目前已发现调控自噬的信号通路有很多，其中PI3K/AKT/mTOR信号通路是研究最为广泛的信号通路之一[12-13]。当细胞受到刺激后，PI3K激酶被激活，然后通过激活AKT磷酸化，进而激活下游的mTOR等信号分子，发挥相应的生物学效应，其核心蛋白 mTOR的活化是决定自噬体形成和成熟的关键蛋白[14-15]。抑制mTOR的功能，使PI3K/AKT/mTOR通路失活，则可以诱导自噬[16]。在本实验中我们发现在cepharanthine作用卵巢癌SKOV3细胞后，AKT及下游蛋白mTOR的磷酸化表达随cepharanthine浓度增高而逐渐降低，这说明cepharanthine可能与抑制PI3K/AKT/mTOR通路导致卵巢癌SKOV3细胞发生自噬。本研究虽证明了cepharanthine能够通过抑制 PI3K/AKT/mTOR通路导致卵巢癌SKOV3细胞发生自噬，但其具体作用机制还需继续深入研究。后续实验中我们将进行挽救实验进一步验证cepharanthine是否通过抑制PI3K/AKT/mTOR 通路导致卵巢癌SKOV3细胞发生自噬。

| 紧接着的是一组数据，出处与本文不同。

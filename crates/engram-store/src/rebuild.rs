//! Granular index rebuild.
//!
//! When the active embedding model changes, existing rows keep their old
//! `model_version` and are reported stale. The rebuild loop walks the
//! stale set in batches: the ingest layer re-formats each source's
//! content (it owns the relational store, so it is a seam here), the
//! stale rows are deleted, and fresh documents are re-embedded and
//! re-added under the current version.

use engram_core::{DocMetadata, Document, StaleVector};
use serde::Serialize;
use tracing::{debug, info, warn};

use crate::error::StoreError;
use crate::store::VectorStore;

/// Resolves a stale vector descriptor back to ingestable content.
///
/// Implemented by the ingest layer over the relational store. Returning
/// `None` means the source row no longer exists; its vector is deleted
/// and not replaced.
pub trait ContentResolver: Send + Sync {
    fn resolve(&self, stale: &StaleVector) -> Option<String>;
}

/// Aggregate outcome of one rebuild run.
#[derive(Debug, Clone, Default, Serialize, PartialEq, Eq)]
pub struct RebuildOutcome {
    /// Stale rows found at the start of the run.
    pub stale: usize,
    /// Rows re-embedded under the current model version.
    pub rebuilt: usize,
    /// Rows whose source is gone; deleted without replacement.
    pub orphaned: usize,
    /// Rows that failed to re-embed; their stale vectors were already
    /// deleted and will reappear on the next ingest pass.
    pub failed: usize,
}

/// Batch size for delete + re-add passes.
const REBUILD_BATCH: usize = 64;

/// Rebuild every stale vector through `resolver`.
///
/// Each batch is deleted before its replacements are added, so a crash
/// mid-run leaves missing rows (repairable by re-ingest) rather than
/// stale ones.
///
/// # Errors
///
/// Returns [`StoreError`] when the stale scan or a delete fails; per-row
/// embedding failures are counted, logged, and skipped.
pub fn rebuild_stale(
    store: &VectorStore,
    resolver: &dyn ContentResolver,
) -> Result<RebuildOutcome, StoreError> {
    let stale = store.get_stale_vectors()?;
    let mut outcome = RebuildOutcome {
        stale: stale.len(),
        ..RebuildOutcome::default()
    };
    if stale.is_empty() {
        return Ok(outcome);
    }
    info!(stale = stale.len(), "rebuilding stale vectors");

    for batch in stale.chunks(REBUILD_BATCH) {
        let doc_ids: Vec<String> = batch.iter().map(|s| s.doc_id.clone()).collect();

        let mut docs = Vec::with_capacity(batch.len());
        for descriptor in batch {
            match resolver.resolve(descriptor) {
                Some(content) => {
                    let mut metadata =
                        DocMetadata::new(descriptor.sqlite_id, descriptor.doc_type);
                    metadata.field_type = descriptor.field_type.clone();
                    metadata.project = descriptor.project.clone();
                    metadata.scope = descriptor.scope;
                    docs.push(Document {
                        doc_id: descriptor.doc_id.clone(),
                        content,
                        metadata,
                    });
                }
                None => {
                    debug!(doc_id = %descriptor.doc_id, "source row gone, dropping vector");
                    outcome.orphaned += 1;
                }
            }
        }

        store.delete_vectors_by_doc_ids(&doc_ids)?;
        match store.add_documents(&docs) {
            Ok(written) => outcome.rebuilt += written,
            Err(err) => {
                warn!(error = %err, batch = docs.len(), "rebuild batch failed to re-embed");
                outcome.failed += docs.len();
            }
        }
    }

    info!(
        rebuilt = outcome.rebuilt,
        orphaned = outcome.orphaned,
        failed = outcome.failed,
        "rebuild complete"
    );
    Ok(outcome)
}

#[cfg(test)]
mod tests {
    use super::*;
    use crate::backend::VectorBackend;
    use crate::memory::MemoryBackend;
    use engram_config::CacheConfig;
    use engram_core::{DocType, VectorRow};
    use engram_embed::HashEmbedder;
    use pretty_assertions::assert_eq;
    use std::collections::HashMap;
    use std::sync::Arc;

    struct MapResolver(HashMap<String, String>);

    impl ContentResolver for MapResolver {
        fn resolve(&self, stale: &StaleVector) -> Option<String> {
            self.0.get(&stale.doc_id).cloned()
        }
    }

    /// Seed rows under an old model version directly at the backend.
    fn seed_stale(backend: &MemoryBackend, doc_id: &str, sqlite_id: i64) {
        backend
            .upsert(&[VectorRow {
                doc_id: doc_id.to_string(),
                embedding: vec![1.0; 64],
                metadata: DocMetadata::new(sqlite_id, DocType::Observation),
                model_version: "hash-v0".to_string(),
            }])
            .unwrap();
    }

    #[test]
    fn rebuild_replaces_stale_rows_under_the_current_version() {
        let backend = Arc::new(MemoryBackend::new());
        seed_stale(&backend, "obs_1_narrative", 1);
        seed_stale(&backend, "obs_2_narrative", 2);

        let store = VectorStore::new(
            Arc::clone(&backend) as Arc<dyn VectorBackend>,
            Arc::new(HashEmbedder::new(64)),
            &CacheConfig::default(),
        );
        let resolver = MapResolver(HashMap::from([
            ("obs_1_narrative".to_string(), "fresh content one".to_string()),
            ("obs_2_narrative".to_string(), "fresh content two".to_string()),
        ]));

        let outcome = rebuild_stale(&store, &resolver).unwrap();
        assert_eq!(
            outcome,
            RebuildOutcome {
                stale: 2,
                rebuilt: 2,
                orphaned: 0,
                failed: 0
            }
        );
        assert_eq!(store.needs_rebuild().unwrap(), (false, None));
        assert_eq!(store.count().unwrap(), 2);
    }

    #[test]
    fn orphaned_sources_are_deleted_without_replacement() {
        let backend = Arc::new(MemoryBackend::new());
        seed_stale(&backend, "obs_1_narrative", 1);
        seed_stale(&backend, "obs_9_narrative", 9);

        let store = VectorStore::new(
            Arc::clone(&backend) as Arc<dyn VectorBackend>,
            Arc::new(HashEmbedder::new(64)),
            &CacheConfig::default(),
        );
        let resolver = MapResolver(HashMap::from([(
            "obs_1_narrative".to_string(),
            "still alive".to_string(),
        )]));

        let outcome = rebuild_stale(&store, &resolver).unwrap();
        assert_eq!(outcome.rebuilt, 1);
        assert_eq!(outcome.orphaned, 1);
        assert_eq!(store.count().unwrap(), 1);
    }

    #[test]
    fn clean_index_is_a_no_op() {
        let store = VectorStore::new(
            Arc::new(MemoryBackend::new()),
            Arc::new(HashEmbedder::new(64)),
            &CacheConfig::default(),
        );
        let resolver = MapResolver(HashMap::new());
        let outcome = rebuild_stale(&store, &resolver).unwrap();
        assert_eq!(outcome, RebuildOutcome::default());
    }
}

Figure 5.Combination of cepharanthine and 3-MA resulted in a substantial decrease in the cell viability compared with using cepharanthine alone. Mean±SD.n=3.**P<0.01vscontrol group;##P<0.01vscepharanthine 8 μmol/L group;&&P<0.01vscepharanthine 16 μmol/L group.

图5 千金藤素联用3-MA对卵巢癌SKOV3细胞活力的影响

综上所述，本实验通过检测自噬溶酶体、自噬标志物以及相关的信号通路，初步研究表明cepharanthine能诱导卵巢癌SKOV3细胞自噬，并且该作用可能与抑制PI3K/AKT/mTOR信号通路有关。这为cepharanthine应用于卵巢癌的临床治疗提供了实验依据。